Durante questo Anno Ignaziano, pubblichiamo una serie di omelie che il P. Generale Kolvenbach ha tenuto nei giorni della festa di S. Ignazio. In questa prima omelia, P. Kolvenbach parla del voto di Montmartre del 15 agosto 1534 e del corpo di Cristo.
31 luglio 1984, Chiesa del Gesù, Roma
Il 30 luglio 1556 Ignazio di Loyola aveva espresso al suo segretario il P. Polanco il desiderio che si recasse in Vaticano per chiedere al Papa la sua benedizione. Sentiva di volgere rapidamente alla fine. Ma i medici che hanno in cura il Preposito Generale della Compagnia di Gesù non hanno dato particolare rilevanza alla sua malattia. Padre Polanco suggerisce di rimandare al giorno seguente la visita al Papa. Ma all’alba del giorno dopo, 31 luglio, un giorno molto caldo, i compagni trovano Ignazio agonizzante. Padre Palanco si reca subito in Vaticano per esaudire il suo ultimo desiderio. Il Santo muore nella piccola cameretta qui, presso l’attuale piazza del Gesù, tra le 6 e le 6.30 del mattino, presenti il Padre Madrid e il P. Frusio.
Era giunto al termine della sua strada, dopo essersi eroicamente sforzato “di avere dinanzi agli occhi, finché vivrà, prima d’ogni altra cosa, Iddio, e poi la forma di questo suo Istituto che è una via per arrivare a Lui, e di conseguire con tutte le forze tale fine propostogli da Dio” (Formula dell’Ist.).

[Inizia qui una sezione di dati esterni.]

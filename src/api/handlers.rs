//! HTTP endpoint handlers

use std::{convert::Infallible, path::Path, sync::Arc};
use axum::{
    extract::{Path as UrlPath, State},
    http::{header, StatusCode},
    response::{
        sse::{Event, KeepAlive, Sse},
        Html, IntoResponse, Json, Response,
    },
};
use futures::stream::{self, Stream};
use tokio::sync::broadcast::error::RecvError;
use tracing::{error, warn};

use crate::{
    error::TimerError,
    state::{AppState, DurationInput, Preset, TimerSnapshot, PRESETS},
    view::{format_clock, hourglass_svg},
};
use super::{
    page::render_page,
    responses::{ApiResponse, HealthResponse, Rejection, StatusResponse},
};

type TransitionResult = Result<Json<ApiResponse>, Rejection>;

/// Turn a rejected transition into a response carrying the unchanged timer
fn reject(state: &AppState, error: TimerError) -> Rejection {
    if let TimerError::StatePoisoned(_) = error {
        error!("Timer request failed: {}", error);
        return Rejection { error, timer: None };
    }

    warn!("Timer request rejected: {}", error);
    Rejection {
        error,
        timer: state.snapshot().ok(),
    }
}

fn accepted(message: String, timer: TimerSnapshot) -> Json<ApiResponse> {
    Json(ApiResponse::ok(message, timer))
}

/// Handle GET / - Serve the timer widget
pub async fn index_handler(State(state): State<Arc<AppState>>) -> Html<String> {
    Html(render_page(&state.widget))
}

/// Handle GET /timer - Tick and return the current snapshot
pub async fn timer_handler(State(state): State<Arc<AppState>>) -> Result<Json<TimerSnapshot>, Rejection> {
    state
        .snapshot()
        .map(Json)
        .map_err(|e| reject(&state, e))
}

/// Handle GET /timer/hourglass.svg - Draw the hourglass chart
pub async fn hourglass_handler(State(state): State<Arc<AppState>>) -> Result<Response, Rejection> {
    let snapshot = state.snapshot().map_err(|e| reject(&state, e))?;
    let svg = hourglass_svg(snapshot.total_seconds, snapshot.remaining_seconds);

    Ok((
        [
            (header::CONTENT_TYPE, "image/svg+xml"),
            (header::CACHE_CONTROL, "no-store"),
        ],
        svg,
    )
        .into_response())
}

/// Handle POST /timer/start - Start a run from the minutes/seconds inputs
pub async fn start_handler(
    State(state): State<Arc<AppState>>,
    Json(input): Json<DurationInput>,
) -> TransitionResult {
    match state.start_input(input) {
        Ok(timer) => {
            let message = format!("Timer started for {}", format_clock(timer.total_seconds as f64));
            Ok(accepted(message, timer))
        }
        Err(e) => Err(reject(&state, e)),
    }
}

/// Handle POST /timer/preset/:seconds - Start a preset run
pub async fn preset_handler(
    State(state): State<Arc<AppState>>,
    UrlPath(seconds): UrlPath<u64>,
) -> TransitionResult {
    match state.pick_preset(seconds) {
        Ok(timer) => {
            let message = format!("Preset started for {}", format_clock(timer.total_seconds as f64));
            Ok(accepted(message, timer))
        }
        Err(e) => Err(reject(&state, e)),
    }
}

/// Handle POST /timer/pause
pub async fn pause_handler(State(state): State<Arc<AppState>>) -> TransitionResult {
    state
        .pause()
        .map(|timer| accepted("Timer paused".to_string(), timer))
        .map_err(|e| reject(&state, e))
}

/// Handle POST /timer/resume
pub async fn resume_handler(State(state): State<Arc<AppState>>) -> TransitionResult {
    state
        .resume()
        .map(|timer| accepted("Timer resumed".to_string(), timer))
        .map_err(|e| reject(&state, e))
}

/// Handle POST /timer/cancel
pub async fn cancel_handler(State(state): State<Arc<AppState>>) -> TransitionResult {
    state
        .cancel()
        .map(|timer| accepted("Timer cancelled".to_string(), timer))
        .map_err(|e| reject(&state, e))
}

/// Handle GET /presets - List the preset buttons
pub async fn presets_handler() -> Json<Vec<Preset>> {
    Json(PRESETS.to_vec())
}

/// Handle GET /events - Stream expiry notifications as server-sent events
pub async fn events_handler(
    State(state): State<Arc<AppState>>,
) -> Sse<impl Stream<Item = Result<Event, Infallible>>> {
    let expiry_rx = state.subscribe_expiry();

    let events = stream::unfold(expiry_rx, |mut expiry_rx| async move {
        loop {
            match expiry_rx.recv().await {
                Ok(expiry) => {
                    let event = Event::default()
                        .event("expired")
                        .json_data(&expiry)
                        .unwrap_or_else(|e| {
                            warn!("Failed to encode expiry event: {}", e);
                            Event::default().event("expired")
                        });
                    return Some((Ok::<_, Infallible>(event), expiry_rx));
                }
                Err(RecvError::Lagged(skipped)) => {
                    warn!("Event stream lagged, skipped {} expiry events", skipped);
                }
                Err(RecvError::Closed) => return None,
            }
        }
    });

    Sse::new(events).keep_alive(KeepAlive::default())
}

/// Handle GET /sound - Serve the configured expiry sound
pub async fn sound_handler(State(state): State<Arc<AppState>>) -> Response {
    let Some(path) = state.widget.sound.as_deref() else {
        return StatusCode::NOT_FOUND.into_response();
    };

    match tokio::fs::read(path).await {
        Ok(bytes) => ([(header::CONTENT_TYPE, audio_content_type(path))], bytes).into_response(),
        Err(e) => {
            warn!("Failed to read sound file {}: {}", path.display(), e);
            StatusCode::NOT_FOUND.into_response()
        }
    }
}

fn audio_content_type(path: &Path) -> &'static str {
    match path.extension().and_then(|ext| ext.to_str()) {
        Some("mp3") => "audio/mpeg",
        Some("wav") => "audio/wav",
        Some("ogg") => "audio/ogg",
        _ => "application/octet-stream",
    }
}

/// Handle GET /status - Return timer and server status
pub async fn status_handler(State(state): State<Arc<AppState>>) -> Result<Json<StatusResponse>, Rejection> {
    let timer = state.snapshot().map_err(|e| reject(&state, e))?;
    let (last_action, last_action_time) = state.get_last_action();

    Ok(Json(StatusResponse {
        timer,
        uptime: state.get_uptime(),
        port: state.port,
        host: state.host.clone(),
        last_action,
        last_action_time,
    }))
}

/// Handle GET /health - Health check endpoint
pub async fn health_handler() -> Json<HealthResponse> {
    Json(HealthResponse::ok())
}
// src/llm/http_client.rs
// Shared HTTP execution for model backends

use crate::pipeline::{FailureKind, TaskFailure};
use reqwest::{Client, StatusCode};
use std::time::Duration;
use tracing::{debug, warn};

/// Default connect timeout
const DEFAULT_CONNECT_TIMEOUT_SECS: u64 = 30;
/// Longest error body kept in a failure message
const MAX_ERROR_BODY_CHARS: usize = 500;

/// Shared HTTP client for all model backends.
///
/// Makes exactly one attempt per call. Rate-limit retries belong to the
/// dispatcher and auth retries to the gateway backend.
#[derive(Clone)]
pub struct BackendHttpClient {
    client: Client,
    pub connect_timeout: Duration,
}

impl BackendHttpClient {
    pub fn new(connect_timeout: Duration) -> Self {
        let client = Client::builder()
            .connect_timeout(connect_timeout)
            .build()
            .unwrap_or_else(|_| Client::new());

        Self {
            client,
            connect_timeout,
        }
    }

    pub fn inner(&self) -> &Client {
        &self.client
    }

    /// Execute one request built by `build_request` and return the body.
    ///
    /// Non-success statuses and transport errors are mapped onto
    /// [`FailureKind`]s.
    pub async fn execute<F>(
        &self,
        request_id: &str,
        timeout: Duration,
        build_request: F,
    ) -> Result<String, TaskFailure>
    where
        F: FnOnce(&Client) -> reqwest::RequestBuilder,
    {
        let response = build_request(&self.client)
            .timeout(timeout)
            .send()
            .await
            .map_err(|e| {
                warn!(request_id = %request_id, error = %e, "Request failed");
                classify_transport_error(&e)
            })?;

        let status = response.status();
        if !status.is_success() {
            let error_body = response.text().await.unwrap_or_default();
            warn!(
                request_id = %request_id,
                status = %status,
                error = %truncate(&error_body),
                "Backend returned error status"
            );
            return Err(classify_status(status, &error_body));
        }

        let body = response.text().await.map_err(|e| {
            if e.is_timeout() {
                TaskFailure::new(FailureKind::Timeout, format!("reading response: {}", e))
            } else {
                TaskFailure::new(FailureKind::Malformed, format!("reading response: {}", e))
            }
        })?;
        debug!(request_id = %request_id, bytes = body.len(), "Response received");
        Ok(body)
    }
}

impl Default for BackendHttpClient {
    fn default() -> Self {
        Self::new(Duration::from_secs(DEFAULT_CONNECT_TIMEOUT_SECS))
    }
}

/// Map an HTTP error status onto a failure kind
pub fn classify_status(status: StatusCode, body: &str) -> TaskFailure {
    let kind = match status.as_u16() {
        401 => FailureKind::AuthExpired,
        429 => FailureKind::RateLimited,
        _ => FailureKind::Unavailable,
    };
    TaskFailure::new(kind, format!("HTTP {}: {}", status, truncate(body)))
}

fn classify_transport_error(e: &reqwest::Error) -> TaskFailure {
    let kind = if e.is_timeout() {
        FailureKind::Timeout
    } else if e.is_decode() {
        FailureKind::Malformed
    } else {
        FailureKind::Unavailable
    };
    TaskFailure::new(kind, e.to_string())
}

fn truncate(body: &str) -> String {
    let trimmed = body.trim();
    if trimmed.chars().count() <= MAX_ERROR_BODY_CHARS {
        return trimmed.to_string();
    }
    let mut out: String = trimmed.chars().take(MAX_ERROR_BODY_CHARS).collect();
    out.push_str("...");
    out
}

#[cfg(test)]
mod tests {
    use super::*;
    use axum::{Router, http::StatusCode as AxumStatus, routing::post};

    async fn serve(router: Router) -> String {
        let listener = tokio::net::TcpListener::bind("127.0.0.1:0").await.unwrap();
        let addr = listener.local_addr().unwrap();
        tokio::spawn(async move {
            axum::serve(listener, router).await.unwrap();
        });
        format!("http://{}", addr)
    }

    // ========================================================================
    // Status classification
    // ========================================================================

    #[test]
    fn test_classify_status() {
        assert_eq!(
            classify_status(StatusCode::UNAUTHORIZED, "").kind,
            FailureKind::AuthExpired
        );
        assert_eq!(
            classify_status(StatusCode::TOO_MANY_REQUESTS, "slow down").kind,
            FailureKind::RateLimited
        );
        assert_eq!(
            classify_status(StatusCode::BAD_GATEWAY, "").kind,
            FailureKind::Unavailable
        );
        assert_eq!(
            classify_status(StatusCode::BAD_REQUEST, "").kind,
            FailureKind::Unavailable
        );
    }

    #[test]
    fn test_error_body_truncated() {
        let long = "e".repeat(2000);
        let failure = classify_status(StatusCode::INTERNAL_SERVER_ERROR, &long);
        assert!(failure.message.len() < 600);
        assert!(failure.message.ends_with("..."));
    }

    // ========================================================================
    // Live requests
    // ========================================================================

    #[tokio::test]
    async fn test_connection_refused_is_unavailable() {
        let client = BackendHttpClient::new(Duration::from_millis(200));
        let result = client
            .execute("test", Duration::from_millis(500), |c| c.post("http://127.0.0.1:1"))
            .await;
        assert_eq!(result.unwrap_err().kind, FailureKind::Unavailable);
    }

    #[tokio::test]
    async fn test_success_returns_body() {
        let url = serve(Router::new().route("/", post(|| async { "hello" }))).await;
        let client = BackendHttpClient::default();
        let body = client
            .execute("test", Duration::from_secs(5), |c| c.post(&url))
            .await
            .unwrap();
        assert_eq!(body, "hello");
    }

    #[tokio::test]
    async fn test_rate_limit_status_is_not_retried() {
        let url = serve(Router::new().route(
            "/",
            post(|| async { (AxumStatus::TOO_MANY_REQUESTS, "busy") }),
        ))
        .await;
        let client = BackendHttpClient::default();
        let failure = client
            .execute("test", Duration::from_secs(5), |c| c.post(&url))
            .await
            .unwrap_err();
        assert_eq!(failure.kind, FailureKind::RateLimited);
        assert!(failure.message.contains("busy"));
    }

    #[tokio::test]
    async fn test_slow_response_times_out() {
        let url = serve(Router::new().route(
            "/",
            post(|| async {
                tokio::time::sleep(Duration::from_secs(2)).await;
                "late"
            }),
        ))
        .await;
        let client = BackendHttpClient::default();
        let failure = client
            .execute("test", Duration::from_millis(100), |c| c.post(&url))
            .await
            .unwrap_err();
        assert_eq!(failure.kind, FailureKind::Timeout);
    }
}
// src/pipeline/reassemble.rs
// Ordered per-backend reports from unordered task results

use super::types::{BackendReport, ChunkOutput, FailureKind, TaskKey, TaskResult, TaskResults};
use tracing::warn;

/// Build one report per backend, in `backends` order, each with exactly
/// `chunk_count` outputs ordered by chunk index.
///
/// A slot with no recorded result becomes a `Missing` failure.
pub fn assemble(results: &TaskResults, backends: &[String], chunk_count: usize) -> Vec<BackendReport> {
    backends
        .iter()
        .map(|backend_id| {
            let outputs = (0..chunk_count)
                .map(|chunk_index| {
                    let key = TaskKey::new(chunk_index, backend_id.clone());
                    let result = match results.get(&key) {
                        Some(result) => result.clone(),
                        None => {
                            warn!(backend = %backend_id, chunk = chunk_index, "No result recorded for chunk");
                            TaskResult::failure(
                                FailureKind::Missing,
                                format!("no result for part {}", chunk_index + 1),
                            )
                        }
                    };
                    ChunkOutput {
                        chunk_index,
                        result,
                    }
                })
                .collect();
            BackendReport {
                backend_id: backend_id.clone(),
                outputs,
            }
        })
        .collect()
}

/// Join a backend's successful outputs into one document.
///
/// Failed slots become a visible "section unavailable" note.
pub fn render_backend_document(report: &BackendReport) -> String {
    let count = report.outputs.len();
    report
        .outputs
        .iter()
        .map(|output| {
            let body = match &output.result {
                TaskResult::Success { text } => text.trim().to_string(),
                TaskResult::Failure(failure) => format!(
                    "_Section unavailable: {} ({})_",
                    failure.kind, failure.message
                ),
            };
            if count > 1 {
                format!("#### Part {} of {}\n{}", output.chunk_index + 1, count, body)
            } else {
                body
            }
        })
        .collect::<Vec<_>>()
        .join("\n\n")
}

Chiamato a succedergli nella guida della Compagnia di Gesù, desidero in questa mia prima Eucaristia concelebrata con tanti confratelli che rappresentano nella festa di S. Ignazio tutta la Compagnia sparsa nel mondo intero, meditare brevemente su una delle tappe principali di questa “via per arrivare a Lui” percorsa da Ignazio [e che i gesuiti, se vogliono essere fedeli al suo insegnamento e al suo spirito, devono percorrere come lui]. Perché proprio quest’anno, la Compagnia di Gesù commemora il quattrocentocinquantesimo anniversario del gesto compiuto da Ignazio e dai suoi primi compagni a Montmartre. Ignazio, insieme al savoiardo Pietro Favre, agli spagnoli Giacomo Laínez, Alfonso Salmerón, Nicola Alonso de Bobadilla, Francesco Saverio e al portoghese Simone Rodrigues, si recano il 15 agosto 1534 nella chiesetta di Montmartre e pronunciano il loro voto. Con una cerimonia piuttosto singolare, a cui la Compagnia è rimasta sempre fedele fino ai nostri giorni.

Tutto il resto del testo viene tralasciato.